* _INSTRUCTIONS TO FOLLOW_
Without omitting anything, write out the listing below precisely.

(EXERCISE MATERIALS Opens)

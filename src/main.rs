mod app;
mod commands;
mod output;

use clap::Parser;
use color_eyre::Result;
use std::sync::Arc;
use tracing_subscriber::EnvFilter;

use tally::config::{Config, LoggingConfig};
use tally::notify::ConsoleNotifier;
use tally::transport::HttpTransport;
use tally::{Client, QueryCache};

use crate::commands::Cli;

#[tokio::main]
async fn main() -> Result<()> {
  color_eyre::install()?;

  let cli = Cli::parse();

  // Load configuration
  let config = Config::load(cli.config.as_deref())?;

  // Override organization if specified on command line
  let config = if let Some(organization) = cli.organization {
    let mut config = config;
    config.api.organization_id = Some(organization);
    config
  } else {
    config
  };

  // Keep the guard alive so buffered file logs are flushed on exit
  let _guard = init_logging(&config.logging);

  let cache = match config.stale_time() {
    Some(stale_time) => QueryCache::with_stale_time(stale_time),
    None => QueryCache::new(),
  };
  let token = Config::get_api_token();
  let transport = HttpTransport::new(&config.api, token.as_deref())?;
  let client = Client::new(cache, Arc::new(transport), Arc::new(ConsoleNotifier));

  let mut app = app::App::new(client, &config, cli.json, std::io::stdout());
  app.run(cli.resource).await?;

  Ok(())
}

/// Log to stderr, or to `logging.file` when set. `TALLY_LOG` overrides the
/// configured level.
fn init_logging(logging: &LoggingConfig) -> Option<tracing_appender::non_blocking::WorkerGuard> {
  let filter = EnvFilter::try_from_env("TALLY_LOG").unwrap_or_else(|_| EnvFilter::new(&logging.level));

  let Some(path) = &logging.file else {
    tracing_subscriber::fmt()
      .with_env_filter(filter)
      .with_writer(std::io::stderr)
      .init();
    return None;
  };

  let directory = path
    .parent()
    .filter(|p| !p.as_os_str().is_empty())
    .unwrap_or_else(|| std::path::Path::new("."));
  let file_name = path
    .file_name()
    .map(|name| name.to_os_string())
    .unwrap_or_else(|| "tally.log".into());
  let (writer, guard) = tracing_appender::non_blocking(tracing_appender::rolling::never(directory, file_name));

  tracing_subscriber::fmt()
    .with_env_filter(filter)
    .with_writer(writer)
    .with_ansi(false)
    .init();
  Some(guard)
}
//! Client library for accounting APIs (estimates, invoices, receipts and
//! expenses) built around a keyed query cache.
//!
//! ```ignore
//! let cache = QueryCache::new();
//! let transport = Arc::new(HttpTransport::new(&config.api, token.as_deref())?);
//! let client = Client::new(cache, transport, Arc::new(LogNotifier));
//!
//! let mut estimates = client.estimates().list(&ListQuery::default());
//! println!("{} estimates", estimates.settled().await.pagination.total);
//!
//! client.estimates().approve(7).await?;
//! ```

pub mod cache;
pub mod config;
pub mod notify;
pub mod query;
pub mod resources;
pub mod transport;

pub use cache::{QueryCache, QueryKey};
pub use query::Query;
pub use resources::Client;
pub mod api;
pub mod voice;
fn run_microphone(
    target_rate: u32,
    chunk_tx: mpsc::Sender<Vec<f32>>,
    ready_tx: oneshot::Sender<Result<(), CaptureError>>,
    stop: Arc<AtomicBool>,
) {
    let (raw_tx, raw_rx) = std::sync::mpsc::channel::<Vec<f32>>();

    let (stream, device_rate) = match open_input_stream(raw_tx) {
        Ok(opened) => opened,
        Err(e) => {
            let _ = ready_tx.send(Err(e));
            return;
        }
    };

    let mut converter = match RateConverter::new(device_rate, target_rate) {
        Ok(converter) => converter,
        Err(e) => {
            let _ = ready_tx.send(Err(e));
            return;
        }
    };
    let _ = ready_tx.send(Ok(()));

    while !stop.load(Ordering::SeqCst) {
        let raw = match raw_rx.recv_timeout(THREAD_POLL) {
            Ok(raw) => raw,
            Err(std::sync::mpsc::RecvTimeoutError::Timeout) => continue,
            Err(std::sync::mpsc::RecvTimeoutError::Disconnected) => break,
        };

        let converted = match converter.push(&raw) {
            Ok(converted) => converted,
            Err(e) => {
                warn!("Dropping microphone chunk: {}", e);
                continue;
            }
        };
        if converted.is_empty() {
            continue;
        }
        match chunk_tx.try_send(converted) {
            Ok(()) => {}
            Err(mpsc::error::TrySendError::Full(_)) => {
                warn!("Capture pipeline is behind, dropping microphone chunk");
            }
            Err(mpsc::error::TrySendError::Closed(_)) => break,
        }
    }

    drop(stream);
    debug!("Microphone released");
}

/// Average interleaved channels into mono.
fn downmix(samples: &[f32], channels: u16) -> Vec<f32> {
    let channels = channels.max(1) as usize;
    if channels == 1 {
        return samples.to_vec();
    }
    samples
        .chunks_exact(channels)
        .map(|frame| frame.iter().sum::<f32>() / channels as f32)
        .collect()
}

/// Streaming sample-rate conversion of the microphone feed.
enum RateConverter {
    Passthrough,
    Fft {
        resampler: FftFixedIn<f32>,
        pending: Vec<f32>,
    },
}

impl RateConverter {
    fn new(from: u32, to: u32) -> Result<Self, CaptureError> {
        if from == to {
            return Ok(Self::Passthrough);
        }
        let resampler = FftFixedIn::<f32>::new(from as usize, to as usize, RESAMPLE_CHUNK, 2, 1)
            .map_err(|e| CaptureError::UnsupportedFormat(e.to_string()))?;
        Ok(Self::Fft {
            resampler,
            pending: Vec::with_capacity(RESAMPLE_CHUNK * 2),
        })
    }

    fn push(&mut self, samples: &[f32]) -> Result<Vec<f32>, CaptureError> {
        match self {
            Self::Passthrough => Ok(samples.to_vec()),
            Self::Fft { resampler, pending } => {
                pending.extend_from_slice(samples);
                let mut output = Vec::new();
                while pending.len() >= RESAMPLE_CHUNK {
                    let rest = pending.split_off(RESAMPLE_CHUNK);
                    let chunk = std::mem::replace(pending, rest);
                    let result = resampler
                        .process(&[&chunk], None)
                        .map_err(|e| CaptureError::Stream(e.to_string()))?;
                    if let Some(channel) = result.first() {
                        output.extend_from_slice(channel);
                    }
                }
                Ok(output)
            }
        }
    }
}

// =============================================================================
// Output
// =============================================================================

struct Voice {
    start_frame: u64,
    samples: Vec<f32>,
    position: usize,
    stopped: Arc<AtomicBool>,
    finished: Arc<AtomicBool>,
}

#[derive(Default)]
struct Mixer {
    voices: Vec<Voice>,
}

impl Mixer {
    /// Render `frames` mono frames beginning at absolute frame `first`.
    fn render(&mut self, first: u64, frames: usize, out: &mut Vec<f32>) {
        out.clear();
        out.resize(frames, 0.0);

        self.voices.retain(|voice| !voice.stopped.load(Ordering::Relaxed));
        for voice in &mut self.voices {
            for (offset, slot) in out.iter_mut().enumerate() {
                let frame = first + offset as u64;
                if frame < voice.start_frame || voice.position >= voice.samples.len() {
                    continue;
                }
                *slot += voice.samples[voice.position];
                voice.position += 1;
            }
        }
        self.voices.retain(|voice| {
            let done = voice.position >= voice.samples.len();
            if done {
                voice.finished.store(true, Ordering::SeqCst);
            }
            !done
        });
        for slot in out.iter_mut() {
            *slot = slot.clamp(-1.0, 1.0);
        }
    }
}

(EXERCISE MATERIALS Closes)

* _EXERCISE OUTPUT_
filename src/main.rs
mod app;
mod commands;
mod output;

use clap::Parser;
use color_eyre::Result;
use std::sync::Arc;
use tracing_subscriber::EnvFilter;

use tally::config::{Config, LoggingConfig};
use tally::notify::ConsoleNotifier;
use tally::transport::HttpTransport;
use tally::{Client, QueryCache};

use crate::commands::Cli;

#[tokio::main]
async fn main() -> Result<()> {
  color_eyre::install()?;

  let cli = Cli::parse();

  // Load configuration
  let config = Config::load(cli.config.as_deref())?;

  // Override organization if specified on command line
  let config = if let Some(organization) = cli.organization {
    let mut config = config;
    config.api.organization_id = Some(organization);
    config
  } else {
    config
  };

  // Keep the guard alive so buffered file logs are flushed on exit
  let _guard = init_logging(&config.logging);

  let cache = match config.stale_time() {
    Some(stale_time) => QueryCache::with_stale_time(stale_time),
    None => QueryCache::new(),
  };
  let token = Config::get_api_token();
  let transport = HttpTransport::new(&config.api, token.as_deref())?;
  let client = Client::new(cache, Arc::new(transport), Arc::new(ConsoleNotifier));

  let mut app = app::App::new(client, &config, cli.json, std::io::stdout());
  app.run(cli.resource).await?;

  Ok(())
}

/// Log to stderr, or to `logging.file` when set. `TALLY_LOG` overrides the
/// configured level.
fn init_logging(logging: &LoggingConfig) -> Option<tracing_appender::non_blocking::WorkerGuard> {
  let filter = EnvFilter::try_from_env("TALLY_LOG").unwrap_or_else(|_| EnvFilter::new(&logging.level));

  let Some(path) = &logging.file else {
    tracing_subscriber::fmt()
      .with_env_filter(filter)
      .with_writer(std::io::stderr)
      .init();
    return None;
  };

  let directory = path
    .parent()
    .filter(|p| !p.as_os_str().is_empty())
    .unwrap_or_else(|| std::path::Path::new("."));
  let file_name = path
    .file_name()
    .map(|name| name.to_os_string())
    .unwrap_or_else(|| "tally.log".into());
  let (writer, guard) = tracing_appender::non_blocking(tracing_appender::rolling::never(directory, file_name));

  tracing_subscriber::fmt()
    .with_env_filter(filter)
    .with_writer(writer)
    .with_ansi(false)
    .init();
  Some(guard)
}
//! Client library for accounting APIs (estimates, invoices, receipts and
//! expenses) built around a keyed query cache.
//!
//! ```ignore
//! let cache = QueryCache::new();
//! let transport = Arc::new(HttpTransport::new(&config.api, token.as_deref())?);
//! let client = Client::new(cache, transport, Arc::new(LogNotifier));
//!
//! let mut estimates = client.estimates().list(&ListQuery::default());
//! println!("{} estimates", estimates.settled().await.pagination.total);
//!
//! client.estimates().approve(7).await?;
//! ```

pub mod cache;
pub mod config;
pub mod notify;
pub mod query;
pub mod resources;
pub mod transport;

pub use cache::{QueryCache, QueryKey};
pub use query::Query;
pub use resources::Client;
pub mod api;
pub mod voice;
fn run_microphone(
    target_rate: u32,
    chunk_tx: mpsc::Sender<Vec<f32>>,
    ready_tx: oneshot::Sender<Result<(), CaptureError>>,
    stop: Arc<AtomicBool>,
) {
    let (raw_tx, raw_rx) = std::sync::mpsc::channel::<Vec<f32>>();

    let (stream, device_rate) = match open_input_stream(raw_tx) {
        Ok(opened) => opened,
        Err(e) => {
            let _ = ready_tx.send(Err(e));
            return;
        }
    };

    let mut converter = match RateConverter::new(device_rate, target_rate) {
        Ok(converter) => converter,
        Err(e) => {
            let _ = ready_tx.send(Err(e));
            return;
        }
    };
    let _ = ready_tx.send(Ok(()));

    while !stop.load(Ordering::SeqCst) {
        let raw = match raw_rx.recv_timeout(THREAD_POLL) {
            Ok(raw) => raw,
            Err(std::sync::mpsc::RecvTimeoutError::Timeout) => continue,
            Err(std::sync::mpsc::RecvTimeoutError::Disconnected) => break,
        };

        let converted = match converter.push(&raw) {
            Ok(converted) => converted,
            Err(e) => {
                warn!("Dropping microphone chunk: {}", e);
                continue;
            }
        };
        if converted.is_empty() {
            continue;
        }
        match chunk_tx.try_send(converted) {
            Ok(()) => {}
            Err(mpsc::error::TrySendError::Full(_)) => {
                warn!("Capture pipeline is behind, dropping microphone chunk");
            }
            Err(mpsc::error::TrySendError::Closed(_)) => break,
        }
    }

    drop(stream);
    debug!("Microphone released");
}

/// Average interleaved channels into mono.
fn downmix(samples: &[f32], channels: u16) -> Vec<f32> {
    let channels = channels.max(1) as usize;
    if channels == 1 {
        return samples.to_vec();
    }
    samples
        .chunks_exact(channels)
        .map(|frame| frame.iter().sum::<f32>() / channels as f32)
        .collect()
}

/// Streaming sample-rate conversion of the microphone feed.
enum RateConverter {
    Passthrough,
    Fft {
        resampler: FftFixedIn<f32>,
        pending: Vec<f32>,
    },
}

impl RateConverter {
    fn new(from: u32, to: u32) -> Result<Self, CaptureError> {
        if from == to {
            return Ok(Self::Passthrough);
        }
        let resampler = FftFixedIn::<f32>::new(from as usize, to as usize, RESAMPLE_CHUNK, 2, 1)
            .map_err(|e| CaptureError::UnsupportedFormat(e.to_string()))?;
        Ok(Self::Fft {
            resampler,
            pending: Vec::with_capacity(RESAMPLE_CHUNK * 2),
        })
    }

    fn push(&mut self, samples: &[f32]) -> Result<Vec<f32>, CaptureError> {
        match self {
            Self::Passthrough => Ok(samples.to_vec()),
            Self::Fft { resampler, pending } => {
                pending.extend_from_slice(samples);
                let mut output = Vec::new();
                while pending.len() >= RESAMPLE_CHUNK {
                    let rest = pending.split_off(RESAMPLE_CHUNK);
                    let chunk = std::mem::replace(pending, rest);
                    let result = resampler
                        .process(&[&chunk], None)
                        .map_err(|e| CaptureError::Stream(e.to_string()))?;
                    if let Some(channel) = result.first() {
                        output.extend_from_slice(channel);
                    }
                }
                Ok(output)
            }
        }
    }
}

// =============================================================================
// Output
// =============================================================================

struct Voice {
    start_frame: u64,
    samples: Vec<f32>,
    position: usize,
    stopped: Arc<AtomicBool>,
    finished: Arc<AtomicBool>,
}

#[derive(Default)]
struct Mixer {
    voices: Vec<Voice>,
}

impl Mixer {
    /// Render `frames` mono frames beginning at absolute frame `first`.
    fn render(&mut self, first: u64, frames: usize, out: &mut Vec<f32>) {
        out.clear();
        out.resize(frames, 0.0);

        self.voices.retain(|voice| !voice.stopped.load(Ordering::Relaxed));
        for voice in &mut self.voices {
            for (offset, slot) in out.iter_mut().enumerate() {
                let frame = first + offset as u64;
                if frame < voice.start_frame || voice.position >= voice.samples.len() {
                    continue;
                }
                *slot += voice.samples[voice.position];
                voice.position += 1;
            }
        }
        self.voices.retain(|voice| {
            let done = voice.position >= voice.samples.len();
            if done {
                voice.finished.store(true, Ordering::SeqCst);
            }
            !done
        });
        for slot in out.iter_mut() {
            *slot = slot.clamp(-1.0, 1.0);
        }
    }
}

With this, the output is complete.